Some European countries frown on collecting racial data. France doesn’t compile racial statistics, the New York Times recently reported, describing it as part of its commitment to universalism and treating all citizens equally under the law.
More in coronavirus news
- Alaska became the first state to open vaccine eligibility to anyone over the age of 16 who lives in or works in the state. At least a quarter of Alaska’s total population is at least partially vaccinated — the highest proportion of any state. But even as the state has progressively expanded eligibility, health officials have struggled to fill thousands of open vaccine slots, the Anchorage Daily News’s Morgan Krakow reports.
- Children and young people have experienced a far lesser toll from covid-19, the disease caused by the coronavirus, compared to older adults. But school closures, rigid restrictions on colleges and the disruption of normal life have exacted their own costs. Researchers have documented a fall-off in academic performance, an uptick in visits to the emergency room for mental health crises, and, in many cities, a sharp rise in crimes involving juveniles, ProPublica’s Alec MacGillis reports.

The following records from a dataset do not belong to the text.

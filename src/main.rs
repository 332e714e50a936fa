//! Rclone Supervisor CLI application
//!
//! Command-line interface for running rclone transfers with live progress,
//! inactivity timeouts and classified failure reports.

use std::process;

use tracing::info;
use tracing_subscriber::{fmt, EnvFilter};

use rclone_supervisor::cli::{handle_check, handle_config, handle_transfer, Cli, Commands};
use rclone_supervisor::config::AppConfig;
use rclone_supervisor::errors::Result;

#[tokio::main]
async fn main() {
    let result = run().await;

    if let Err(e) = result {
        eprintln!("Error: {}", e);
        process::exit(e.exit_code());
    }
}

/// Main application logic
async fn run() -> Result<()> {
    // Load environment variables from .env file if it exists
    dotenv::dotenv().ok();

    let cli = Cli::parse_args();
    let flag_level = cli.log_level().to_string().to_lowercase();

    // Config commands must work even when the config file is broken
    if let Commands::Config(args) = cli.command {
        init_logging(&flag_level, cli.global.very_verbose, true);
        return handle_config(args, cli.global.config).await;
    }

    let config = AppConfig::load(cli.global.config.clone()).await?;
    let level = if cli.has_verbosity_flag() {
        flag_level
    } else {
        config.logging.level.to_lowercase()
    };
    init_logging(&level, cli.global.very_verbose, config.logging.colored_output);

    info!("Rclone Supervisor v{} starting", env!("CARGO_PKG_VERSION"));

    match cli.command {
        Commands::Transfer(args) => {
            info!("Executing transfer command");
            handle_transfer(args, &config, cli.global.quiet).await
        }
        Commands::Check(args) => {
            info!("Executing check command");
            handle_check(args, &config).await
        }
        Commands::Config(_) => Ok(()),
    }
}

/// Initialize logging on stderr so stdout stays free for JSON output
fn init_logging(level: &str, show_levels: bool, colored: bool) {
    let directive = format!("rclone_supervisor={}", level);
    let filter = match directive.parse() {
        Ok(directive) => EnvFilter::from_default_env().add_directive(directive),
        Err(e) => {
            eprintln!("Ignoring invalid log level '{}': {}", level, e);
            EnvFilter::from_default_env()
        }
    };

    fmt()
        .with_env_filter(filter)
        .with_writer(std::io::stderr)
        .with_target(false)
        .with_level(show_levels)
        .with_ansi(colored && atty::is(atty::Stream::Stderr))
        .init();

    if show_levels {
        info!("Very verbose logging enabled");
    }
}
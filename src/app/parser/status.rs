//! Transfer status extraction (amount, speed, ETA)

use std::fmt;

use once_cell::sync::Lazy;
use regex::Regex;
use serde::{Deserialize, Serialize};

use super::line::prepare_line;

static ETA: Lazy<Regex> = Lazy::new(|| {
    Regex::new(r"ETA\s+((?:[0-9]+(?:\.[0-9]+)?[smhdwy]?)+|-+)").expect("valid ETA regex")
});

static SPEED: Lazy<Regex> =
    Lazy::new(|| Regex::new(r"([0-9.]+)\s*([KMGTP]?i?B)/s").expect("valid speed regex"));

static TRANSFERRED: Lazy<Regex> = Lazy::new(|| {
    Regex::new(r"(?:Transferred:\s*)?([0-9.]+\s*[KMGTP]?i?B)\s*/\s*([0-9.]+\s*[KMGTP]?i?B)")
        .expect("valid transferred regex")
});

/// Bytes moved so far against the total, as printed by the tool
#[derive(Debug, Clone, PartialEq, Eq, Serialize, Deserialize)]
pub struct TransferredAmount {
    /// Amount transferred, e.g. `15.250 MiB`
    pub done: String,
    /// Total amount, e.g. `6.429 GiB`
    pub total: String,
}

/// A strictly positive transfer rate
#[derive(Debug, Clone, PartialEq, Serialize, Deserialize)]
pub struct TransferSpeed {
    pub value: f64,
    /// Size unit without the `/s` suffix, e.g. `MiB`
    pub unit: String,
}

impl fmt::Display for TransferSpeed {
    fn fmt(&self, f: &mut fmt::Formatter<'_>) -> fmt::Result {
        write!(f, "{} {}/s", self.value, self.unit)
    }
}

/// Status fields parsed from a single output line
///
/// A snapshot is only as complete as the line it came from; snapshots are
/// never merged. At least one field is always present.
#[derive(Debug, Clone, PartialEq, Default, Serialize, Deserialize)]
pub struct StatusSnapshot {
    pub transferred: Option<TransferredAmount>,
    pub speed: Option<TransferSpeed>,
    pub eta: Option<String>,
}

impl StatusSnapshot {
    /// Whether no field was found
    pub fn is_empty(&self) -> bool {
        self.transferred.is_none() && self.speed.is_none() && self.eta.is_none()
    }
}

impl fmt::Display for StatusSnapshot {
    fn fmt(&self, f: &mut fmt::Formatter<'_>) -> fmt::Result {
        let mut parts = Vec::with_capacity(3);
        if let Some(amount) = &self.transferred {
            parts.push(format!("{} / {}", amount.done, amount.total));
        }
        if let Some(speed) = &self.speed {
            parts.push(speed.to_string());
        }
        if let Some(eta) = &self.eta {
            parts.push(format!("ETA {}", eta));
        }
        write!(f, "{}", parts.join(" | "))
    }
}

/// Extract transferred amount, speed and ETA from one output line
///
/// `ETA -` means "no estimate" and is treated as absent, and a speed of zero
/// is dropped. Returns `None` when none of the three fields is present.
pub fn parse_status(line: &str) -> Option<StatusSnapshot> {
    let clean = prepare_line(line)?;

    let eta = ETA
        .captures(&clean)
        .and_then(|caps| caps.get(1))
        .map(|m| m.as_str())
        .filter(|value| !value.chars().all(|c| c == '-'))
        .map(str::to_string);

    let speed = SPEED.captures(&clean).and_then(|caps| {
        let value = caps.get(1)?.as_str().parse::<f64>().ok()?;
        let unit = caps.get(2)?.as_str();
        (value > 0.0).then(|| TransferSpeed {
            value,
            unit: unit.to_string(),
        })
    });

    let transferred = TRANSFERRED.captures(&clean).and_then(|caps| {
        Some(TransferredAmount {
            done: caps.get(1)?.as_str().trim().to_string(),
            total: caps.get(2)?.as_str().trim().to_string(),
        })
    });

    let snapshot = StatusSnapshot {
        transferred,
        speed,
        eta,
    };

    (!snapshot.is_empty()).then_some(snapshot)
}
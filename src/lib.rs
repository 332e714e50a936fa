//! Rclone Supervisor Library
//!
//! Runs rclone transfers as supervised child processes: output is parsed into
//! progress and status events, stalled transfers are stopped after an
//! inactivity timeout, and failures are classified into actionable messages.

pub mod app;
pub mod cli;
pub mod config;
pub mod constants;
pub mod errors;
pub mod prelude;

// Re-export commonly used types for convenience
pub use errors::{AppError, Result};
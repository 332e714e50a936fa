//! Prelude module for Rclone Supervisor Library
//!
//! This module re-exports the most commonly used items from the library,
//! providing a convenient way to import everything needed for typical usage
//! with a single `use rclone_supervisor::prelude::*;` statement.
//!
//! # Usage
//!
//! ```rust,no_run
//! use rclone_supervisor::prelude::*;
//!
//! #[tokio::main]
//! async fn main() -> Result<()> {
//!     let handle = TransferSupervisor::start_args(
//!         ["rclone", "copyto", "gdrive:a.bin", "/tmp/a.bin"],
//!         SupervisorConfig::default(),
//!     )?;
//!
//!     let report = handle.wait().await;
//!     println!("{}", report.outcome);
//!     Ok(())
//! }
//! ```

// Core result types
pub use crate::errors::{AppError, Result};

// Supervisor and its event vocabulary
pub use crate::app::{
    CancelToken, FailureKind, JobState, SupervisorConfig, TerminalOutcome, TransferEvent,
    TransferHandle, TransferReport, TransferSupervisor,
};

// Command building and parsing
pub use crate::app::{
    classify, parse_progress, parse_status, CommandBuilder, FailureCategory, StatusSnapshot,
    TransferCommand, TransferDirection, TransferFlags, TransferRequest,
};

// Pre-transfer checks
pub use crate::app::{CheckReport, CheckStatus, Preflight};

pub use crate::config::AppConfig;

pub use std::time::Duration;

- Post Style reporters reflected on what it meant to live during a shutdown. Beyond the stories of “profound grief and heroic resolve” are countless personal and emotional losses: “The almost-9-year-old who never felt like she got to be 8. The 102-year-old who lives in mandated isolation. The massage therapist and her customers who simply crave touch.”
Elsewhere in health care
A federal task force called for expanded screenings for lung cancer for smokers and ex-smokers.
“The U.S. Preventive Services Task Force, an independent group of 16 physicians and scientists who evaluate preventive tests and medications, said people with a long history of smoking should begin getting annual low-dose CT scans at age 50, five years earlier than the group recommended in 2013. The group also broadened the definition of people it considers at high risk for the disease,” The Post’s Laurie McGinley reports.
At least 15 million people, nearly twice the current number, will be eligible for the screenings, which will be fully covered by most insurance plans with no cost-sharing for the patient. The new recommendations lower the age threshold for screening and the number of years that someone must have smoked to be eligible. The changes are likely to result in more women and Black Americans becoming eligible for screening.
Lung cancer is the No. 1 cancer killer in the United States, killing more than 135,000 people last year alone. Smoking and increasing age are the biggest risk factors, although nonsmokers can also develop the disease.
While the new recommendations were largely welcomed by lung-cancer specialists, some physicians have raised concerns that the screenings could result in more false positives, which can lead to costly and invasive follow-up procedures.